**TASK BRIEF:** List all lines of the data that include the string "FakeFederation".

**RECORDS PROVIDED:**

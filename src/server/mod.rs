//! HTTP surface: component wiring, router and graceful shutdown.

mod response;
mod routes;

pub use response::status_for;
pub use routes::{AppState, Authenticated, create_router};

use std::future::IntoFuture;
use std::net::SocketAddr;
use std::sync::Arc;

use tokio::net::TcpListener;
use tokio::signal;
use tracing::{error, info, warn};

use crate::clock::{Clock, SystemClock};
use crate::config::{Config, StoreBackend};
use crate::federation::StsFederation;
use crate::identity::{HttpKeySetSource, KeyCache, TokenVerifier, VerifierSettings};
use crate::issuer::{CredentialIssuer, IssuerSettings};
use crate::lifecycle::{LifecyclePolicy, RequestLifecycle};
use crate::store::dynamodb::DynamoClient;
use crate::store::{
    DynamoGrantStore, DynamoRequestStore, GrantStore, InMemoryGrantStore, InMemoryRequestStore,
    RequestStore,
};
use crate::trust_roles::TrustRoleResolver;
use crate::{Error, Result};

/// Access broker server
pub struct Broker {
    config: Config,
    state: Arc<AppState>,
}

impl Broker {
    /// Build every component from configuration.
    ///
    /// # Errors
    ///
    /// Returns [`Error::Config`] if the configuration is invalid or a client
    /// cannot be constructed (e.g. missing AWS base credentials).
    pub fn new(config: Config) -> Result<Self> {
        config.validate()?;

        let source = HttpKeySetSource::new(
            config.identity.resolved_jwks_uri(),
            config.identity.fetch_timeout,
        )?;
        let keys = Arc::new(KeyCache::new(Arc::new(source)));
        let verifier = Arc::new(TokenVerifier::new(
            keys,
            VerifierSettings::from(&config.identity),
        ));

        let (requests, grants): (Arc<dyn RequestStore>, Arc<dyn GrantStore>) =
            match config.store.backend {
                StoreBackend::Memory => {
                    warn!("Using in-memory store; requests and grants are lost on restart");
                    (
                        Arc::new(InMemoryRequestStore::new()),
                        Arc::new(InMemoryGrantStore::new()),
                    )
                }
                StoreBackend::Dynamodb => {
                    let client = Arc::new(DynamoClient::from_config(
                        &config.store,
                        &config.federation.region,
                    )?);
                    (
                        Arc::new(DynamoRequestStore::new(
                            Arc::clone(&client),
                            config.store.requests_table.clone(),
                        )),
                        Arc::new(DynamoGrantStore::new(
                            client,
                            config.store.grants_table.clone(),
                        )),
                    )
                }
            };

        let clock: Arc<dyn Clock> = Arc::new(SystemClock);
        let lifecycle = RequestLifecycle::new(
            requests,
            Arc::clone(&grants),
            TrustRoleResolver::from_config(&config.access),
            Arc::clone(&clock),
            LifecyclePolicy::from_config(&config),
        );
        let federation = Arc::new(StsFederation::from_config(&config.federation)?);
        let issuer = Arc::new(CredentialIssuer::new(
            grants,
            federation,
            clock,
            IssuerSettings::from(&config),
        ));

        Ok(Self::from_state(
            config,
            Arc::new(AppState {
                verifier,
                lifecycle,
                issuer,
            }),
        ))
    }

    /// Wrap prebuilt components.
    #[must_use]
    pub fn from_state(config: Config, state: Arc<AppState>) -> Self {
        Self { config, state }
    }

    /// The router serving this broker.
    #[must_use]
    pub fn router(&self) -> axum::Router {
        create_router(Arc::clone(&self.state), self.config.server.max_body_size)
    }

    /// Serve until Ctrl-C or SIGTERM.
    ///
    /// # Errors
    ///
    /// Returns an error if the address is invalid or cannot be bound.
    pub async fn run(self) -> Result<()> {
        let addr = SocketAddr::new(
            self.config
                .server
                .host
                .parse()
                .map_err(|e| Error::Config(format!("Invalid host: {e}")))?,
            self.config.server.port,
        );

        // Best effort; keys also load on first use.
        let keys = Arc::clone(self.state.verifier.keys());
        tokio::spawn(async move { keys.warm().await });

        let listener = TcpListener::bind(addr).await?;
        let app = self.router();

        info!(
            version = env!("CARGO_PKG_VERSION"),
            host = %self.config.server.host,
            port = self.config.server.port,
            issuer = %self.config.identity.resolved_issuer(),
            store = ?self.config.store.backend,
            "Access broker listening"
        );

        let (signalled_tx, signalled_rx) = tokio::sync::oneshot::channel::<()>();
        let server = axum::serve(listener, app)
            .with_graceful_shutdown(async move {
                shutdown_signal().await;
                let _ = signalled_tx.send(());
            })
            .into_future();

        let drain = self.config.server.shutdown_timeout;
        tokio::select! {
            result = server => result.map_err(|e| Error::Internal(e.to_string()))?,
            () = async {
                if signalled_rx.await.is_ok() {
                    tokio::time::sleep(drain).await;
                } else {
                    std::future::pending::<()>().await;
                }
            } => {
                warn!(timeout_ms = drain.as_millis(), "Graceful shutdown timed out, dropping connections");
            }
        }

        Ok(())
    }
}

/// Shutdown signal handler
async fn shutdown_signal() {
    let ctrl_c = async {
        if let Err(e) = signal::ctrl_c().await {
            error!(error = %e, "Failed to install Ctrl+C handler");
            std::future::pending::<()>().await;
        }
    };

    #[cfg(unix)]
    let terminate = async {
        match signal::unix::signal(signal::unix::SignalKind::terminate()) {
            Ok(mut sigterm) => {
                sigterm.recv().await;
            }
            Err(e) => {
                error!(error = %e, "Failed to install SIGTERM handler");
                std::future::pending::<()>().await;
            }
        }
    };

    #[cfg(not(unix))]
    let terminate = std::future::pending::<()>();

    tokio::select! {
        () = ctrl_c => {},
        () = terminate => {},
    }

    info!("Shutdown signal received");
}
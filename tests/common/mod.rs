//! Shared fixtures for integration tests: signing keys, token minting,
//! counting key sources, fake federation and misbehaving stores.

#![allow(dead_code)]

use std::collections::HashMap;
use std::sync::Arc;
use std::sync::atomic::{AtomicUsize, Ordering};
use std::time::Duration;

use access_broker::clock::{Clock, ManualClock};
use access_broker::federation::{FederationError, FederationService, ScopedSession, SessionRequest};
use access_broker::identity::{
    IdentityClaim, KeyCache, KeyFetchError, KeySetSource, TokenVerifier, VerifierSettings,
};
use access_broker::issuer::{CredentialIssuer, IssuerSettings};
use access_broker::lifecycle::{LifecyclePolicy, RequestLifecycle};
use access_broker::store::{
    AccessGrant, AccessRequest, GrantStore, InMemoryGrantStore, InMemoryRequestStore,
    RequestStatus, RequestStore, StatusUpdate, StoreError, Transition,
};
use access_broker::trust_roles::TrustRoleResolver;
use async_trait::async_trait;
use base64::{Engine, engine::general_purpose::URL_SAFE_NO_PAD};
use chrono::{DateTime, TimeZone, Utc};
use ed25519_dalek::SigningKey;
use jsonwebtoken::jwk::JwkSet;
use jsonwebtoken::{Algorithm, EncodingKey, Header};
use parking_lot::Mutex;
use serde_json::{Value, json};

pub const ISSUER: &str = "https://cognito-idp.us-east-1.amazonaws.com/us-east-1_TestPool";
pub const AUDIENCE: &str = "test-client-id";
pub const REPORTS_ROLE: &str = "arn:aws:iam::123456789012:role/reports-temp-access";

// ── Keys and tokens ────────────────────────────────────────────────────

/// A deterministic Ed25519 signing key with its JWK form.
pub struct TestKey {
    pub kid: String,
    pkcs8: Vec<u8>,
    pub x: String,
}

impl TestKey {
    pub fn new(kid: &str, seed: u8) -> Self {
        let signing = SigningKey::from_bytes(&[seed; 32]);
        let x = URL_SAFE_NO_PAD.encode(signing.verifying_key().to_bytes());
        let mut pkcs8 = vec![
            0x30, 0x2e, // SEQUENCE, 46 bytes
            0x02, 0x01, 0x00, // INTEGER version 0
            0x30, 0x05, // SEQUENCE (algorithm identifier)
            0x06, 0x03, 0x2b, 0x65, 0x70, // OID 1.3.101.112 (Ed25519)
            0x04, 0x22, // OCTET STRING, 34 bytes
            0x04, 0x20, // OCTET STRING, 32 bytes
        ];
        pkcs8.extend_from_slice(&signing.to_bytes());
        Self {
            kid: kid.to_string(),
            pkcs8,
            x,
        }
    }

    pub fn jwk(&self) -> Value {
        json!({
            "kty": "OKP",
            "crv": "Ed25519",
            "alg": "EdDSA",
            "use": "sig",
            "kid": self.kid,
            "x": self.x,
        })
    }

    /// Sign `claims` with this key, naming `kid` in the header.
    pub fn sign_as(&self, kid: &str, claims: &Value) -> String {
        let mut header = Header::new(Algorithm::EdDSA);
        header.kid = Some(kid.to_string());
        jsonwebtoken::encode(&header, claims, &EncodingKey::from_ed_der(&self.pkcs8))
            .expect("encode test token")
    }

    pub fn sign(&self, claims: &Value) -> String {
        self.sign_as(&self.kid, claims)
    }
}

/// Standard provider claims for `sub`, valid for an hour.
pub fn claims(sub: &str, groups: &[&str]) -> Value {
    let now = Utc::now().timestamp();
    json!({
        "sub": sub,
        "iss": ISSUER,
        "aud": AUDIENCE,
        "iat": now,
        "exp": now + 3600,
        "token_use": "id",
        "email": format!("{sub}@example.com"),
        "cognito:groups": groups,
    })
}

/// Key source that counts fetches and can be re-published mid-test.
pub struct CountingKeySource {
    keys: Mutex<Value>,
    fetches: AtomicUsize,
}

impl CountingKeySource {
    pub fn new(keys: &[&TestKey]) -> Arc<Self> {
        Arc::new(Self {
            keys: Mutex::new(Self::set(keys)),
            fetches: AtomicUsize::new(0),
        })
    }

    pub fn publish(&self, keys: &[&TestKey]) {
        *self.keys.lock() = Self::set(keys);
    }

    pub fn fetches(&self) -> usize {
        self.fetches.load(Ordering::SeqCst)
    }

    fn set(keys: &[&TestKey]) -> Value {
        json!({ "keys": keys.iter().map(|k| k.jwk()).collect::<Vec<_>>() })
    }
}

#[async_trait]
impl KeySetSource for CountingKeySource {
    async fn fetch(&self) -> Result<JwkSet, KeyFetchError> {
        self.fetches.fetch_add(1, Ordering::SeqCst);
        let set = self.keys.lock().clone();
        Ok(serde_json::from_value(set).expect("valid JWKS"))
    }
}

/// Key source whose endpoint is down.
pub struct UnreachableKeySource;

#[async_trait]
impl KeySetSource for UnreachableKeySource {
    async fn fetch(&self) -> Result<JwkSet, KeyFetchError> {
        Err(KeyFetchError::Status(503))
    }
}

pub fn verifier_settings() -> VerifierSettings {
    VerifierSettings {
        issuer: ISSUER.to_string(),
        audience: AUDIENCE.to_string(),
        groups_claim: "cognito:groups".to_string(),
        token_use: None,
        leeway_secs: 60,
    }
}

pub fn verifier(source: Arc<dyn KeySetSource>) -> TokenVerifier {
    TokenVerifier::new(Arc::new(KeyCache::new(source)), verifier_settings())
}

// ── Identities ─────────────────────────────────────────────────────────

pub fn identity(subject: &str, groups: &[&str]) -> IdentityClaim {
    IdentityClaim {
        subject: subject.to_string(),
        email: None,
        groups: groups.iter().map(|g| (*g).to_string()).collect(),
        expires_at: Utc::now() + chrono::Duration::hours(1),
    }
}

pub fn admin() -> IdentityClaim {
    identity("admin-1", &["admin"])
}

pub fn user() -> IdentityClaim {
    identity("user-1", &["analysts"])
}

// ── Federation ─────────────────────────────────────────────────────────

#[derive(Debug, Clone, Copy, PartialEq, Eq)]
pub enum FederationMode {
    Succeed,
    Refuse,
    Hang,
}

/// Records every call and answers according to its mode.
pub struct FakeFederation {
    mode: Mutex<FederationMode>,
    calls: Mutex<Vec<SessionRequest>>,
}

impl FakeFederation {
    pub fn new(mode: FederationMode) -> Arc<Self> {
        Arc::new(Self {
            mode: Mutex::new(mode),
            calls: Mutex::new(Vec::new()),
        })
    }

    pub fn set_mode(&self, mode: FederationMode) {
        *self.mode.lock() = mode;
    }

    pub fn calls(&self) -> Vec<SessionRequest> {
        self.calls.lock().clone()
    }
}

#[async_trait]
impl FederationService for FakeFederation {
    async fn assume_role(&self, request: &SessionRequest) -> Result<ScopedSession, FederationError> {
        self.calls.lock().push(request.clone());
        let mode = *self.mode.lock();
        match mode {
            FederationMode::Succeed => Ok(ScopedSession {
                access_key_id: "ASIATESTACCESSKEY".to_string(),
                secret_access_key: "test-secret-access-key".to_string(),
                session_token: "test-session-token".to_string(),
                expiration: Utc::now() + chrono::Duration::hours(1),
            }),
            FederationMode::Refuse => Err(FederationError::Rejected {
                status: 403,
                code: "AccessDenied".to_string(),
                message: "trust policy does not allow this principal".to_string(),
            }),
            FederationMode::Hang => {
                std::future::pending::<()>().await;
                unreachable!()
            }
        }
    }
}

// ── Misbehaving stores ─────────────────────────────────────────────────

/// Grant store whose first `failures` upserts fail.
pub struct FlakyGrantStore {
    inner: InMemoryGrantStore,
    failures_left: AtomicUsize,
    attempts: AtomicUsize,
}

impl FlakyGrantStore {
    pub fn new(failures: usize) -> Arc<Self> {
        Arc::new(Self {
            inner: InMemoryGrantStore::new(),
            failures_left: AtomicUsize::new(failures),
            attempts: AtomicUsize::new(0),
        })
    }

    pub fn always_failing() -> Arc<Self> {
        Self::new(usize::MAX)
    }

    pub fn attempts(&self) -> usize {
        self.attempts.load(Ordering::SeqCst)
    }
}

#[async_trait]
impl GrantStore for FlakyGrantStore {
    async fn get(&self, subject: &str, resource: &str) -> Result<Option<AccessGrant>, StoreError> {
        self.inner.get(subject, resource).await
    }

    async fn upsert(&self, grant: &AccessGrant) -> Result<(), StoreError> {
        self.attempts.fetch_add(1, Ordering::SeqCst);
        let remaining = self.failures_left.load(Ordering::SeqCst);
        if remaining > 0 {
            self.failures_left.store(remaining - 1, Ordering::SeqCst);
            return Err(StoreError::Unavailable("throttled".to_string()));
        }
        self.inner.upsert(grant).await
    }
}

/// Grant store whose writes take `delay` to land.
pub struct SlowGrantStore {
    inner: InMemoryGrantStore,
    delay: Duration,
}

impl SlowGrantStore {
    pub fn new(delay: Duration) -> Arc<Self> {
        Arc::new(Self {
            inner: InMemoryGrantStore::new(),
            delay,
        })
    }
}

#[async_trait]
impl GrantStore for SlowGrantStore {
    async fn get(&self, subject: &str, resource: &str) -> Result<Option<AccessGrant>, StoreError> {
        self.inner.get(subject, resource).await
    }

    async fn upsert(&self, grant: &AccessGrant) -> Result<(), StoreError> {
        tokio::time::sleep(self.delay).await;
        self.inner.upsert(grant).await
    }
}

/// Grant store whose reads never complete.
pub struct HangingGrantStore;

#[async_trait]
impl GrantStore for HangingGrantStore {
    async fn get(&self, _: &str, _: &str) -> Result<Option<AccessGrant>, StoreError> {
        std::future::pending().await
    }

    async fn upsert(&self, _: &AccessGrant) -> Result<(), StoreError> {
        std::future::pending().await
    }
}

/// Request store that refuses to move anything out of `approved`.
pub struct NoRevertRequestStore {
    inner: InMemoryRequestStore,
}

impl NoRevertRequestStore {
    pub fn new() -> Arc<Self> {
        Arc::new(Self {
            inner: InMemoryRequestStore::new(),
        })
    }
}

#[async_trait]
impl RequestStore for NoRevertRequestStore {
    async fn insert(&self, request: &AccessRequest) -> Result<(), StoreError> {
        self.inner.insert(request).await
    }

    async fn get(&self, id: &str) -> Result<Option<AccessRequest>, StoreError> {
        self.inner.get(id).await
    }

    async fn transition(
        &self,
        id: &str,
        expected: RequestStatus,
        update: StatusUpdate,
    ) -> Result<Transition, StoreError> {
        if expected == RequestStatus::Approved {
            return Err(StoreError::Unavailable("connection reset".to_string()));
        }
        self.inner.transition(id, expected, update).await
    }

    async fn list_by_status(&self, status: RequestStatus) -> Result<Vec<AccessRequest>, StoreError> {
        self.inner.list_by_status(status).await
    }
}

/// Request store whose calls never complete.
pub struct HangingRequestStore;

#[async_trait]
impl RequestStore for HangingRequestStore {
    async fn insert(&self, _: &AccessRequest) -> Result<(), StoreError> {
        std::future::pending().await
    }

    async fn get(&self, _: &str) -> Result<Option<AccessRequest>, StoreError> {
        std::future::pending().await
    }

    async fn transition(
        &self,
        _: &str,
        _: RequestStatus,
        _: StatusUpdate,
    ) -> Result<Transition, StoreError> {
        std::future::pending().await
    }

    async fn list_by_status(&self, _: RequestStatus) -> Result<Vec<AccessRequest>, StoreError> {
        std::future::pending().await
    }
}

// ── Harness ────────────────────────────────────────────────────────────

pub fn start_time() -> DateTime<Utc> {
    Utc.with_ymd_and_hms(2024, 6, 1, 12, 0, 0).unwrap()
}

pub fn test_policy() -> LifecyclePolicy {
    LifecyclePolicy {
        retry_delay: Duration::from_millis(1),
        store_timeout: Duration::from_millis(200),
        ..LifecyclePolicy::default()
    }
}

pub fn issuer_settings() -> IssuerSettings {
    IssuerSettings {
        region: "us-east-1".to_string(),
        session_duration: Duration::from_secs(3600),
        session_name_prefix: "temp-access".to_string(),
        federation_timeout: Duration::from_millis(200),
        store_timeout: Duration::from_millis(200),
    }
}

pub fn trust_roles() -> TrustRoleResolver {
    let mut roles = HashMap::new();
    roles.insert("reports".to_string(), REPORTS_ROLE.to_string());
    roles.insert("logs".to_string(), "arn:aws:iam::123456789012:role/logs".to_string());
    // Empty prefix: no environment fallback in tests
    TrustRoleResolver::new(roles, "")
}

/// Lifecycle and issuer wired over shared stores and a manual clock.
pub struct Harness {
    pub clock: Arc<ManualClock>,
    pub requests: Arc<dyn RequestStore>,
    pub grants: Arc<dyn GrantStore>,
    pub federation: Arc<FakeFederation>,
    pub lifecycle: RequestLifecycle,
    pub issuer: CredentialIssuer,
}

impl Harness {
    pub fn new() -> Self {
        Self::with_stores(
            Arc::new(InMemoryRequestStore::new()),
            Arc::new(InMemoryGrantStore::new()),
        )
    }

    pub fn with_stores(requests: Arc<dyn RequestStore>, grants: Arc<dyn GrantStore>) -> Self {
        let clock = Arc::new(ManualClock::new(start_time()));
        let federation = FakeFederation::new(FederationMode::Succeed);
        let lifecycle = RequestLifecycle::new(
            Arc::clone(&requests),
            Arc::clone(&grants),
            trust_roles(),
            Arc::clone(&clock) as Arc<dyn Clock>,
            test_policy(),
        );
        let issuer = CredentialIssuer::new(
            Arc::clone(&grants),
            Arc::clone(&federation) as Arc<dyn FederationService>,
            Arc::clone(&clock) as Arc<dyn Clock>,
            issuer_settings(),
        );
        Self {
            clock,
            requests,
            grants,
            federation,
            lifecycle,
            issuer,
        }
    }

    /// Submit a request for `resource` as the default user.
    pub async fn submit(&self, resource: &str, hours: f64) -> String {
        self.lifecycle
            .submit(&user(), resource, "quarterly audit", hours)
            .await
            .expect("submit")
    }

    pub async fn status(&self, id: &str) -> RequestStatus {
        self.requests
            .get(id)
            .await
            .expect("store read")
            .expect("request exists")
            .status
    }
}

**ANSWER TO THIS EXERCISE:**
pub struct FakeFederation {
impl FakeFederation {
impl FederationService for FakeFederation {
    pub federation: Arc<FakeFederation>,
        let federation = FakeFederation::new(FederationMode::Succeed);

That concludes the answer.